| What you need to do |
Where does the word "outcomes" show up in the data? Please find each such line and copy it.

:: Input data ::

//! Mirror-to-primary reconciliation after a failover window.
//!
//! While the circuit is open the mirror accepts writes, so once the
//! primary recovers it is missing rows. The [`Reconciler`] copies every
//! row whose primary key exists on the mirror but not on the primary,
//! table by table in dependency order, then resets the serial sequences
//! so future primary inserts don't collide with copied ids.
//!
//! Runs are serialized by the `sync_in_progress` flag (600 s TTL so a
//! crashed run self-releases). The in-server path is a supervised task
//! fed by the router's recovery signal; the same logic backs the
//! operator's `sync` subcommand.

use std::collections::HashSet;
use std::fmt;
use std::sync::{Arc, Mutex, PoisonError};
use std::time::Duration;

use chrono::{DateTime, Utc};
use serde::{Deserialize, Serialize};
use sqlx::PgPool;
use tokio::sync::mpsc;

use super::flags::{self, FlagStore};
use super::handle::DbHandle;

/// A table participating in reconciliation.
#[derive(Debug, Clone, Copy)]
pub struct TableSpec {
    /// Table name.
    pub name: &'static str,
    /// Serial primary-key column.
    pub pk: &'static str,
}

/// All synced tables, parents before children so copied rows always find
/// their foreign-key targets.
pub const SYNC_TABLES: &[TableSpec] = &[
    TableSpec {
        name: "customers",
        pk: "id",
    },
    TableSpec {
        name: "categories",
        pk: "id",
    },
    TableSpec {
        name: "promotions",
        pk: "id",
    },
    TableSpec {
        name: "services",
        pk: "id",
    },
    TableSpec {
        name: "bundles",
        pk: "id",
    },
    TableSpec {
        name: "bundle_services",
        pk: "id",
    },
    TableSpec {
        name: "time_slots",
        pk: "id",
    },
    TableSpec {
        name: "carts",
        pk: "id",
    },
    TableSpec {
        name: "cart_lines",
        pk: "id",
    },
    TableSpec {
        name: "reservations",
        pk: "id",
    },
    TableSpec {
        name: "reservation_lines",
        pk: "id",
    },
    TableSpec {
        name: "bank_accounts",
        pk: "id",
    },
];

/// How many missing ids a dry run reports per table.
const DRY_RUN_SAMPLE: usize = 10;

/// Options for one reconciliation run.
#[derive(Debug, Clone, Default)]
pub struct SyncOptions {
    /// Report what would be copied without mutating the primary.
    pub dry_run: bool,
    /// Restrict the run to a single table.
    pub table: Option<String>,
}

/// Per-table result of a run.
#[derive(Debug, Clone, Serialize)]
pub struct TableOutcome {
    /// Table name.
    pub table: &'static str,
    /// Ids present on the mirror but absent on the primary.
    pub missing: u64,
    /// Rows actually copied (0 in a dry run).
    pub copied: u64,
    /// Rows that failed to copy and were skipped.
    pub failed: u64,
    /// First few missing ids, for the dry-run report.
    pub sample_ids: Vec<i64>,
}

/// Aggregate result of a run.
#[derive(Debug, Clone, Default, Serialize)]
pub struct SyncReport {
    /// One outcome per processed table, in processing order.
    pub outcomes: Vec<TableOutcome>,
    /// Whether this was a dry run.
    pub dry_run: bool,
}

impl SyncReport {
    /// Total rows copied across all tables.
    #[must_use]
    pub fn total_copied(&self) -> u64 {
        self.outcomes.iter().map(|o| o.copied).sum()
    }

    /// Total rows that failed to copy.
    #[must_use]
    pub fn total_failed(&self) -> u64 {
        self.outcomes.iter().map(|o| o.failed).sum()
    }

    /// Total missing rows detected.
    #[must_use]
    pub fn total_missing(&self) -> u64 {
        self.outcomes.iter().map(|o| o.missing).sum()
    }
}

impl fmt::Display for SyncReport {
    fn fmt(&self, f: &mut fmt::Formatter<'_>) -> fmt::Result {
        if self.dry_run {
            writeln!(f, "dry run — no rows were copied")?;
        }
        for outcome in &self.outcomes {
            if outcome.missing == 0 {
                writeln!(f, "{}: in sync", outcome.table)?;
            } else if self.dry_run {
                writeln!(
                    f,
                    "{}: {} missing, sample ids {:?}",
                    outcome.table, outcome.missing, outcome.sample_ids
                )?;
            } else {
                writeln!(
                    f,
                    "{}: {} missing, {} copied, {} failed",
                    outcome.table, outcome.missing, outcome.copied, outcome.failed
                )?;
            }
        }
        write!(
            f,
            "total: {} missing, {} copied, {} failed",
            self.total_missing(),
            self.total_copied(),
            self.total_failed()
        )
    }
}

/// Why a run could not start or complete.
#[derive(Debug, thiserror::Error)]
pub enum SyncError {
    /// Another run holds the `sync_in_progress` flag.
    #[error("reconciliation already in progress")]
    AlreadyRunning,
    /// `--table` named a table outside the sync list.
    #[error("unknown table: {0}")]
    UnknownTable(String),
    /// A replica failed its connectivity check before the run started.
    #[error("{handle} database unreachable: {detail}")]
    Connectivity {
        /// Which replica failed.
        handle: DbHandle,
        /// Driver error text.
        detail: String,
    },
}

/// Copies mirror-only rows onto the primary.
#[derive(Debug, Clone)]
pub struct Reconciler {
    primary: PgPool,
    mirror: PgPool,
    flags: FlagStore,
    lock_ttl: Duration,
}

impl Reconciler {
    /// Creates a reconciler over the two replica pools.
    #[must_use]
    pub fn new(primary: PgPool, mirror: PgPool, flags: FlagStore, lock_ttl: Duration) -> Self {
        Self {
            primary,
            mirror,
            flags,
            lock_ttl,
        }
    }

    /// Runs one reconciliation pass.
    ///
    /// Row-level copy failures are logged, counted in the report, and
    /// skipped; they do not abort the run.
    ///
    /// # Errors
    ///
    /// [`SyncError::AlreadyRunning`] when the lock flag is held,
    /// [`SyncError::UnknownTable`] for a bad `--table` filter, and
    /// [`SyncError::Connectivity`] when either replica fails the initial
    /// check.
    pub async fn run(&self, opts: &SyncOptions) -> Result<SyncReport, SyncError> {
        let tables = select_tables(opts.table.as_deref())?;

        if !self.flags.try_acquire(flags::SYNC_IN_PROGRESS, self.lock_ttl) {
            return Err(SyncError::AlreadyRunning);
        }
        // Released on every exit path; the TTL covers a crashed process.
        let _guard = LockGuard {
            flags: self.flags.clone(),
        };

        self.check_connectivity(DbHandle::Primary, &self.primary)
            .await?;
        self.check_connectivity(DbHandle::Mirror, &self.mirror)
            .await?;

        tracing::info!(
            dry_run = opts.dry_run,
            tables = tables.len(),
            "reconciliation started"
        );

        let mut report = SyncReport {
            dry_run: opts.dry_run,
            ..SyncReport::default()
        };
        for spec in &tables {
            report.outcomes.push(self.sync_table(spec, opts.dry_run).await);
        }

        if !opts.dry_run && report.total_copied() > 0 {
            self.refresh_sequences(&tables).await;
        }

        tracing::info!(
            copied = report.total_copied(),
            failed = report.total_failed(),
            "reconciliation finished"
        );
        Ok(report)
    }

    async fn check_connectivity(&self, handle: DbHandle, pool: &PgPool) -> Result<(), SyncError> {
        sqlx::query_scalar::<_, i32>("SELECT 1")
            .fetch_one(pool)
            .await
            .map(|_| ())
            .map_err(|e| SyncError::Connectivity {
                handle,
                detail: e.to_string(),
            })
    }

    /// Reconciles one table; infallible by design, failures land in the
    /// outcome counters.
    async fn sync_table(&self, spec: &TableSpec, dry_run: bool) -> TableOutcome {
        let mut outcome = TableOutcome {
            table: spec.name,
            missing: 0,
            copied: 0,
            failed: 0,
            sample_ids: Vec::new(),
        };

        let (primary_ids, mirror_ids) = match (
            self.fetch_ids(&self.primary, spec).await,
            self.fetch_ids(&self.mirror, spec).await,
        ) {
            (Ok(p), Ok(m)) => (p, m),
            (Err(e), _) | (_, Err(e)) => {
                tracing::error!(table = spec.name, error = %e, "id scan failed, table skipped");
                outcome.failed = 1;
                return outcome;
            }
        };

        let mut missing: Vec<i64> = mirror_ids.difference(&primary_ids).copied().collect();
        missing.sort_unstable();
        outcome.missing = missing.len() as u64;

        if missing.is_empty() {
            tracing::debug!(table = spec.name, "table in sync");
            return outcome;
        }

        outcome.sample_ids = missing.iter().take(DRY_RUN_SAMPLE).copied().collect();
        if dry_run {
            tracing::info!(
                table = spec.name,
                missing = outcome.missing,
                sample = ?outcome.sample_ids,
                "dry run, rows not copied"
            );
            return outcome;
        }

        for id in &missing {
            match self.copy_row(spec, *id).await {
                Ok(()) => outcome.copied += 1,
                Err(e) => {
                    outcome.failed += 1;
                    tracing::warn!(table = spec.name, id, error = %e, "row copy failed, skipped");
                }
            }
        }

        tracing::info!(
            table = spec.name,
            copied = outcome.copied,
            failed = outcome.failed,
            "table reconciled"
        );
        outcome
    }

    /// Copies a single row verbatim, raw column values included, inside
    /// its own transaction on the primary.
    ///
    /// The row travels as `jsonb` so no per-table struct is needed:
    /// `to_jsonb` on the mirror side, `jsonb_populate_record` on the
    /// primary side.
    async fn copy_row(&self, spec: &TableSpec, id: i64) -> Result<(), sqlx::Error> {
        let select = format!("SELECT to_jsonb(t) FROM {} t WHERE {} = $1", spec.name, spec.pk);
        let row: serde_json::Value = sqlx::query_scalar(&select)
            .bind(id)
            .fetch_one(&self.mirror)
            .await?;

        let insert = format!(
            "INSERT INTO {} SELECT * FROM jsonb_populate_record(NULL::{}, $1)",
            spec.name, spec.name
        );
        let mut tx = self.primary.begin().await?;
        sqlx::query(&insert).bind(&row).execute(&mut *tx).await?;
        tx.commit().await
    }

    async fn fetch_ids(&self, pool: &PgPool, spec: &TableSpec) -> Result<HashSet<i64>, sqlx::Error> {
        let sql = format!("SELECT {} FROM {}", spec.pk, spec.name);
        let ids: Vec<i64> = sqlx::query_scalar(&sql).fetch_all(pool).await?;
        Ok(ids.into_iter().collect())
    }

    /// Advances each table's serial sequence to `max(pk)` so the next
    /// primary insert does not collide with a copied id. Per-table
    /// failures are logged and skipped.
    async fn refresh_sequences(&self, tables: &[TableSpec]) {
        for spec in tables {
            let max_sql = format!("SELECT max({}) FROM {}", spec.pk, spec.name);
            let max_id: Option<i64> = match sqlx::query_scalar(&max_sql).fetch_one(&self.primary).await
            {
                Ok(v) => v,
                Err(e) => {
                    tracing::warn!(table = spec.name, error = %e, "sequence refresh skipped");
                    continue;
                }
            };
            let Some(max_id) = max_id else { continue };

            let result =
                sqlx::query_scalar::<_, i64>("SELECT setval(pg_get_serial_sequence($1, $2), $3, true)")
                    .bind(spec.name)
                    .bind(spec.pk)
                    .bind(max_id)
                    .fetch_one(&self.primary)
                    .await;
            match result {
                Ok(_) => {
                    tracing::info!(table = spec.name, value = max_id, "sequence refreshed");
                }
                Err(e) => {
                    tracing::warn!(table = spec.name, error = %e, "sequence refresh failed");
                }
            }
        }
    }
}

/// Clears the sync flag when the run ends, however it ends.
struct LockGuard {
    flags: FlagStore,
}

impl Drop for LockGuard {
    fn drop(&mut self) {
        self.flags.clear(flags::SYNC_IN_PROGRESS);
    }
}

/// Resolves the table list for a run, honoring the `--table` filter.
fn select_tables(filter: Option<&str>) -> Result<Vec<TableSpec>, SyncError> {
    match filter {
        None => Ok(SYNC_TABLES.to_vec()),
        Some(name) => SYNC_TABLES
            .iter()
            .find(|spec| spec.name == name)
            .map(|spec| vec![*spec])
            .ok_or_else(|| SyncError::UnknownTable(name.to_string())),
    }
}

/// Outcome of the most recent background reconciliation.
#[derive(Debug, Clone, Serialize, Deserialize)]
pub struct SyncStatus {
    /// When the run finished.
    pub finished_at: DateTime<Utc>,
    /// Rows copied.
    pub copied: u64,
    /// Rows skipped after copy failures.
    pub failed: u64,
    /// Error text when the run could not complete (or start).
    pub error: Option<String>,
}

/// Shared cell holding the last background sync outcome, surfaced by the
/// system endpoint so reconciliation is observable beyond the logs.
#[derive(Debug, Clone, Default)]
pub struct SyncStatusCell {
    inner: Arc<Mutex<Option<SyncStatus>>>,
}

impl SyncStatusCell {
    /// Records the outcome of a finished run.
    pub fn record(&self, status: SyncStatus) {
        let mut cell = self.inner.lock().unwrap_or_else(PoisonError::into_inner);
        *cell = Some(status);
    }

    /// Returns the last recorded outcome, if any.
    #[must_use]
    pub fn get(&self) -> Option<SyncStatus> {
        self.inner
            .lock()
            .unwrap_or_else(PoisonError::into_inner)
            .clone()
    }
}

/// Spawns the supervisor that runs a reconciliation for every recovery
/// signal from the router and records the outcome.
pub fn spawn_supervisor(
    reconciler: Arc<Reconciler>,
    mut recovery_rx: mpsc::UnboundedReceiver<()>,
    status: SyncStatusCell,
) -> tokio::task::JoinHandle<()> {
    tokio::spawn(async move {
        while recovery_rx.recv().await.is_some() {
            match reconciler.run(&SyncOptions::default()).await {
                Ok(report) => {
                    status.record(SyncStatus {
                        finished_at: Utc::now(),
                        copied: report.total_copied(),
                        failed: report.total_failed(),
                        error: None,
                    });
                }
                Err(SyncError::AlreadyRunning) => {
                    // Another run is live; this trigger is a no-op.
                    tracing::info!("reconciliation trigger ignored, run already in progress");
                }
                Err(e) => {
                    tracing::error!(error = %e, "background reconciliation failed");
                    status.record(SyncStatus {
                        finished_at: Utc::now(),
                        copied: 0,
                        failed: 0,
                        error: Some(e.to_string()),
                    });
                }
            }
        }
        tracing::debug!("sync supervisor stopped, recovery channel closed");
    })
}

:::

| Response area |
    pub outcomes: Vec<TableOutcome>,
        self.outcomes.iter().map(|o| o.copied).sum()
        self.outcomes.iter().map(|o| o.failed).sum()
        self.outcomes.iter().map(|o| o.missing).sum()
        for outcome in &self.outcomes {
            report.outcomes.push(self.sync_table(spec, opts.dry_run).await);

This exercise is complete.